British Columbians who do not identify as male or female may now choose to display an X as a third option in the gender field of their BC issued forms of identification.

For many BC residents a genderless X marker is a first step towards equal rights for people who identify as trans, genderqueer and non-binary.

Nelson resident Kori Doty is a non-binary trans parent who is fighting alongside the Trans-Alliance Society of BC to get the very first birth certificate without a gender marker for their child, Searyl Atli.

(image courtesy of Kori Doty and photographer Colleen Langford)

Doty, who is also a member of the Gender-Free ID Coalition, says the third gender option may actually sow the seeds of an entirely new form of discrimination.

“An X marker, while validating, can also be an invitation for discrimination in a political climate where trans-phobia is coming out of the woodwork and hatred is coming out of the woodwork.”

Another issue Doty notes is the medical checkpoint in the process which may prove to be a challenge for some genderqueer, non-binary or trans people  since the transition process people go through isn’t always medical related.

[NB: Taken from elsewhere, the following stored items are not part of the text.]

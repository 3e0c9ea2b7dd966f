//! Scripted transport for pipeline and resource tests.

use async_trait::async_trait;
use payline_client::{ApiRequest, ApiResponse, Transport};
use payline_error::HttpError;
use std::collections::{HashMap, VecDeque};
use std::sync::{Arc, Mutex};

/// A single scripted reply.
#[derive(Debug, Clone)]
pub enum MockReply {
    /// A response with status, headers and JSON body
    Response(ApiResponse),
    /// No response at all
    Error(HttpError),
}

impl MockReply {
    /// A JSON response with no headers.
    pub fn json(status: u16, body: serde_json::Value) -> Self {
        Self::Response(ApiResponse::new(status, HashMap::new(), body.to_string()))
    }

    /// A JSON response with headers.
    pub fn json_with_headers(status: u16, headers: &[(&str, &str)], body: serde_json::Value) -> Self {
        let headers = headers
            .iter()
            .map(|(k, v)| (k.to_string(), v.to_string()))
            .collect();
        Self::Response(ApiResponse::new(status, headers, body.to_string()))
    }

    /// A transport failure.
    pub fn network(message: &str) -> Self {
        Self::Error(HttpError::new(message))
    }
}

/// Mock transport replaying scripted replies in order.
///
/// Once the script runs out every call gets `200 {}`.
#[derive(Debug, Clone, Default)]
pub struct MockTransport {
    replies: Arc<Mutex<VecDeque<MockReply>>>,
    requests: Arc<Mutex<Vec<ApiRequest>>>,
}

impl MockTransport {
    /// Create a transport with the given script.
    pub fn new(replies: Vec<MockReply>) -> Self {
        Self {
            replies: Arc::new(Mutex::new(replies.into())),
            requests: Arc::default(),
        }
    }

    /// Number of requests that reached the transport.
    pub fn call_count(&self) -> usize {
        self.requests.lock().unwrap().len()
    }

    /// Every request that reached the transport, in order.
    pub fn requests(&self) -> Vec<ApiRequest> {
        self.requests.lock().unwrap().clone()
    }

    /// The most recent request.
    #[allow(dead_code)]
    pub fn last_request(&self) -> Option<ApiRequest> {
        self.requests.lock().unwrap().last().cloned()
    }
}

#[async_trait]
impl Transport for MockTransport {
    async fn send(&self, request: &ApiRequest) -> Result<ApiResponse, HttpError> {
        self.requests.lock().unwrap().push(request.clone());
        let reply = self.replies.lock().unwrap().pop_front();
        match reply {
            Some(MockReply::Response(response)) => Ok(response),
            Some(MockReply::Error(err)) => Err(err),
            None => Ok(ApiResponse::new(200, HashMap::new(), "{}")),
        }
    }
}
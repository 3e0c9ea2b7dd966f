//! Retry classification markers.

/// Whether resubmitting a failed request could plausibly succeed.
#[derive(Debug, Clone, Copy, PartialEq, Eq, Hash, PartialOrd, Ord, derive_more::Display)]
pub enum RetryClass {
    /// Transient failure: network error, timeout, throttling or server-side fault.
    #[display("retryable")]
    Retryable,
    /// Permanent failure: resubmitting the same request will fail the same way.
    #[display("terminal")]
    Terminal,
}

impl RetryClass {
    /// Returns true for [`RetryClass::Retryable`].
    pub fn is_retryable(self) -> bool {
        matches!(self, RetryClass::Retryable)
    }
}

/// Trait for errors that support retry logic.
///
/// # Examples
///
/// ```
/// use payline_error::{ApiError, ApiErrorKind, RetryClass, RetryableError};
///
/// let err = ApiError::new(
///     ApiErrorKind::Network("connection reset".to_string()),
///     RetryClass::Retryable,
/// );
/// assert!(err.is_retryable());
/// ```
pub trait RetryableError {
    /// Returns true if this error should trigger a retry.
    ///
    /// Network failures and statuses such as 429 or 503 return true.
    /// Client errors such as 400 or 401, and local validation failures,
    /// return false.
    fn is_retryable(&self) -> bool;

    /// Server-provided delay before the next attempt, if any.
    fn retry_after(&self) -> Option<std::time::Duration> {
        None
    }
}
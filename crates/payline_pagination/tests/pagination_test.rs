//! Pagination engine behaviour against a scripted collection.

use async_trait::async_trait;
use futures::{StreamExt, TryStreamExt};
use payline_core::{CursorOptions, Page, PageRequest};
use payline_error::{HttpError, PaylineResult};
use payline_pagination::{FetchAllOptions, PageFetcher, PaginationEngine};
use std::sync::{Arc, Mutex};

/// Serves `total` items named `item_1..=item_total`, recording every request.
#[derive(Debug, Default)]
struct ScriptedCollection {
    total: usize,
    requests: Mutex<Vec<PageRequest>>,
    fail_on_call: Option<usize>,
}

impl ScriptedCollection {
    fn new(total: usize) -> Self {
        Self {
            total,
            ..Self::default()
        }
    }

    fn failing_on(total: usize, call: usize) -> Self {
        Self {
            total,
            fail_on_call: Some(call),
            ..Self::default()
        }
    }

    fn calls(&self) -> usize {
        self.requests.lock().unwrap().len()
    }

    fn requests(&self) -> Vec<PageRequest> {
        self.requests.lock().unwrap().clone()
    }
}

#[async_trait]
impl PageFetcher<String> for ScriptedCollection {
    async fn fetch_page(&self, request: &PageRequest) -> PaylineResult<Page<String>> {
        let call = {
            let mut requests = self.requests.lock().unwrap();
            requests.push(request.clone());
            requests.len()
        };
        if self.fail_on_call == Some(call) {
            return Err(HttpError::new("connection reset").into());
        }

        let start = match &request.after_id {
            Some(after) => after.trim_start_matches("item_").parse::<usize>().unwrap(),
            None => 0,
        };
        let end = (start + request.limit as usize).min(self.total);
        let data: Vec<String> = (start + 1..=end).map(|i| format!("item_{}", i)).collect();
        let has_more = end < self.total;
        let after_id = if has_more { data.last().cloned() } else { None };
        Ok(Page::new(data, has_more, after_id))
    }
}

fn engine(collection: &Arc<ScriptedCollection>) -> PaginationEngine<String, ScriptedCollection> {
    PaginationEngine::from_arc(Arc::clone(collection))
}

#[tokio::test]
async fn test_fetch_all_twenty_five_items_in_three_pages() -> anyhow::Result<()> {
    let collection = Arc::new(ScriptedCollection::new(25));
    let engine = engine(&collection);

    let items = engine
        .fetch_all_pages(&FetchAllOptions::new(CursorOptions::new().with_limit(10)))
        .await?;

    assert_eq!(items.len(), 25);
    assert_eq!(items.first().map(String::as_str), Some("item_1"));
    assert_eq!(items.last().map(String::as_str), Some("item_25"));
    let cursors: Vec<Option<String>> = collection
        .requests()
        .into_iter()
        .map(|r| r.after_id)
        .collect();
    assert_eq!(
        cursors,
        vec![None, Some("item_10".to_string()), Some("item_20".to_string())]
    );
    Ok(())
}

#[tokio::test]
async fn test_fetch_all_item_cap_is_exact() -> anyhow::Result<()> {
    let collection = Arc::new(ScriptedCollection::new(25));
    let engine = engine(&collection);

    let items = engine
        .fetch_all_pages(
            &FetchAllOptions::new(CursorOptions::new().with_limit(10)).with_max_items(15),
        )
        .await?;

    let expected: Vec<String> = (1..=15).map(|i| format!("item_{}", i)).collect();
    assert_eq!(items, expected);
    assert_eq!(collection.calls(), 2);
    Ok(())
}

#[tokio::test]
async fn test_fetch_all_respects_page_cap() -> anyhow::Result<()> {
    for max_pages in [0usize, 1, 2, 7] {
        let collection = Arc::new(ScriptedCollection::new(1000));
        let engine = engine(&collection);

        let items = engine
            .fetch_all_pages(
                &FetchAllOptions::new(CursorOptions::new().with_limit(3)).with_max_pages(max_pages),
            )
            .await?;

        assert_eq!(collection.calls(), max_pages);
        assert_eq!(items.len(), max_pages * 3);
    }
    Ok(())
}

#[tokio::test]
async fn test_fetch_all_stops_when_cursor_missing() -> anyhow::Result<()> {
    let calls = Arc::new(Mutex::new(0usize));
    let counter = Arc::clone(&calls);
    let engine = PaginationEngine::new(move |_request: PageRequest| {
        let counter = Arc::clone(&counter);
        async move {
            *counter.lock().unwrap() += 1;
            PaylineResult::Ok(Page::new(vec![1u32, 2, 3], true, None))
        }
    });

    let items = engine.fetch_all_pages(&FetchAllOptions::default()).await?;
    assert_eq!(items, vec![1, 2, 3]);
    assert_eq!(*calls.lock().unwrap(), 1);
    Ok(())
}

#[tokio::test]
async fn test_invalid_limit_never_fetches() {
    let collection = Arc::new(ScriptedCollection::new(5));
    let engine = engine(&collection);

    let err = engine
        .fetch_single_page(&CursorOptions::new().with_limit(0))
        .await
        .unwrap_err();
    assert_eq!(err.as_validation().unwrap().field(), "limit");

    let err = engine
        .fetch_all_pages(&FetchAllOptions::new(CursorOptions::new().with_limit(101)))
        .await
        .unwrap_err();
    assert!(err.as_validation().is_some());
    assert_eq!(collection.calls(), 0);
}

#[tokio::test]
async fn test_single_page_forwards_cursor_and_filters() -> anyhow::Result<()> {
    let collection = Arc::new(ScriptedCollection::new(25));
    let engine = engine(&collection);

    let page = engine
        .fetch_single_page(
            &CursorOptions::new()
                .with_after_id("item_20")
                .with_param("status", "ACTIVE"),
        )
        .await?;

    assert_eq!(page.data, vec!["item_21", "item_22", "item_23", "item_24", "item_25"]);
    assert!(!page.has_more);
    let request = &collection.requests()[0];
    assert_eq!(request.limit, 10);
    assert_eq!(request.params.get("status").map(String::as_str), Some("ACTIVE"));
    Ok(())
}

#[tokio::test]
async fn test_fetch_error_propagates_unchanged() {
    let collection = Arc::new(ScriptedCollection::failing_on(25, 2));
    let engine = engine(&collection);

    let err = engine
        .fetch_all_pages(&FetchAllOptions::default())
        .await
        .unwrap_err();
    assert!(err.to_string().contains("connection reset"));
    assert_eq!(collection.calls(), 2);
}

#[tokio::test]
async fn test_paginator_walks_and_exhausts() -> anyhow::Result<()> {
    let collection = Arc::new(ScriptedCollection::new(25));
    let engine = engine(&collection);
    let mut paginator = engine.paginator(CursorOptions::new().with_limit(10));

    let sizes = {
        let mut sizes = Vec::new();
        while paginator.has_more() {
            let step = paginator.next().await?;
            sizes.push((step.value.len(), step.done));
        }
        sizes
    };
    assert_eq!(sizes, vec![(10, false), (10, false), (5, true)]);

    // Exhaustion is stable and costs no fetches
    for _ in 0..3 {
        let step = paginator.next().await?;
        assert!(step.done);
        assert!(step.value.is_empty());
    }
    assert_eq!(collection.calls(), 3);
    Ok(())
}

#[tokio::test]
async fn test_paginator_reset_is_idempotent() -> anyhow::Result<()> {
    let collection = Arc::new(ScriptedCollection::new(25));
    let engine = engine(&collection);
    let mut paginator = engine.paginator(CursorOptions::new().with_limit(10));

    let first = paginator.next().await?;
    paginator.next().await?;

    paginator.reset(None);
    let again = paginator.next().await?;
    assert_eq!(again, first);

    paginator.reset(None);
    paginator.reset(None);
    let once_more = paginator.next().await?;
    assert_eq!(once_more, first);
    Ok(())
}

#[tokio::test]
async fn test_paginator_reset_with_overrides() -> anyhow::Result<()> {
    let collection = Arc::new(ScriptedCollection::new(25));
    let engine = engine(&collection);
    let mut paginator = engine.paginator(CursorOptions::new().with_limit(10));

    while paginator.has_more() {
        paginator.next().await?;
    }
    assert!(!paginator.has_more());

    paginator.reset(Some(CursorOptions::new().with_after_id("item_22")));
    assert!(paginator.has_more());
    let step = paginator.next().await?;
    assert_eq!(step.value.data, vec!["item_23", "item_24", "item_25"]);
    assert!(step.done);

    // Overrides do not stick
    paginator.reset(None);
    assert_eq!(paginator.cursor().after_id, None);
    Ok(())
}

#[tokio::test]
async fn test_paginator_error_keeps_cursor() -> anyhow::Result<()> {
    let collection = Arc::new(ScriptedCollection::failing_on(25, 2));
    let engine = engine(&collection);
    let mut paginator = engine.paginator(CursorOptions::new().with_limit(10));

    paginator.next().await?;
    assert!(paginator.next().await.is_err());
    assert_eq!(paginator.cursor().after_id.as_deref(), Some("item_10"));

    let step = paginator.next().await?;
    assert_eq!(step.value.data.first().map(String::as_str), Some("item_11"));
    Ok(())
}

#[tokio::test]
async fn test_iterate_pages_is_lazy_and_finite() -> anyhow::Result<()> {
    let collection = Arc::new(ScriptedCollection::new(25));
    let engine = engine(&collection);

    let mut pages = engine.iterate_pages(CursorOptions::new().with_limit(10));
    assert_eq!(collection.calls(), 0);

    let first = pages.next().await.transpose()?;
    assert_eq!(first.map(|p| p.len()), Some(10));
    assert_eq!(collection.calls(), 1);
    drop(pages);
    assert_eq!(collection.calls(), 1);

    let all: Vec<Page<String>> = engine
        .iterate_pages(CursorOptions::new().with_limit(10))
        .try_collect()
        .await?;
    assert_eq!(all.iter().map(Page::len).collect::<Vec<_>>(), vec![10, 10, 5]);
    Ok(())
}

#[tokio::test]
async fn test_iterate_pages_ends_after_error() {
    let collection = Arc::new(ScriptedCollection::failing_on(25, 2));
    let engine = engine(&collection);

    let results: Vec<PaylineResult<Page<String>>> = engine
        .iterate_pages(CursorOptions::new().with_limit(10))
        .collect()
        .await;

    assert_eq!(results.len(), 2);
    assert!(results[0].is_ok());
    assert!(results[1].is_err());
}

#[tokio::test]
async fn test_iterate_items_stops_without_extra_fetch() -> anyhow::Result<()> {
    let collection = Arc::new(ScriptedCollection::new(25));
    let engine = engine(&collection);

    let items: Vec<String> = engine
        .iterate_items(CursorOptions::new().with_limit(10), Some(10))
        .try_collect()
        .await?;
    assert_eq!(items.len(), 10);
    assert_eq!(collection.calls(), 1);

    let items: Vec<String> = engine
        .iterate_items(CursorOptions::new().with_limit(10), None)
        .try_collect()
        .await?;
    assert_eq!(items.len(), 25);
    Ok(())
}

#[tokio::test]
async fn test_iterate_items_early_drop_fetches_nothing_more() -> anyhow::Result<()> {
    let collection = Arc::new(ScriptedCollection::new(25));
    let engine = engine(&collection);

    let taken: Vec<String> = engine
        .iterate_items(CursorOptions::new().with_limit(10), None)
        .take(3)
        .try_collect()
        .await?;
    assert_eq!(taken, vec!["item_1", "item_2", "item_3"]);
    assert_eq!(collection.calls(), 1);
    Ok(())
}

“Their experience isn’t necessarily medicalized; everyone transitions in different ways. For some people that is a lot more social and political than anything that involves any sort of medicalization. So that is one of the challenges and I think the government acknowledges it.”

Class and race are no longer acceptable forms of sorting people and only fueled discrimination in the past, according to Doty.

Doty and the Gender-Free ID Coalition will continue to fight to remove sex all together in forms of ID,  not just provide a third identifiable option.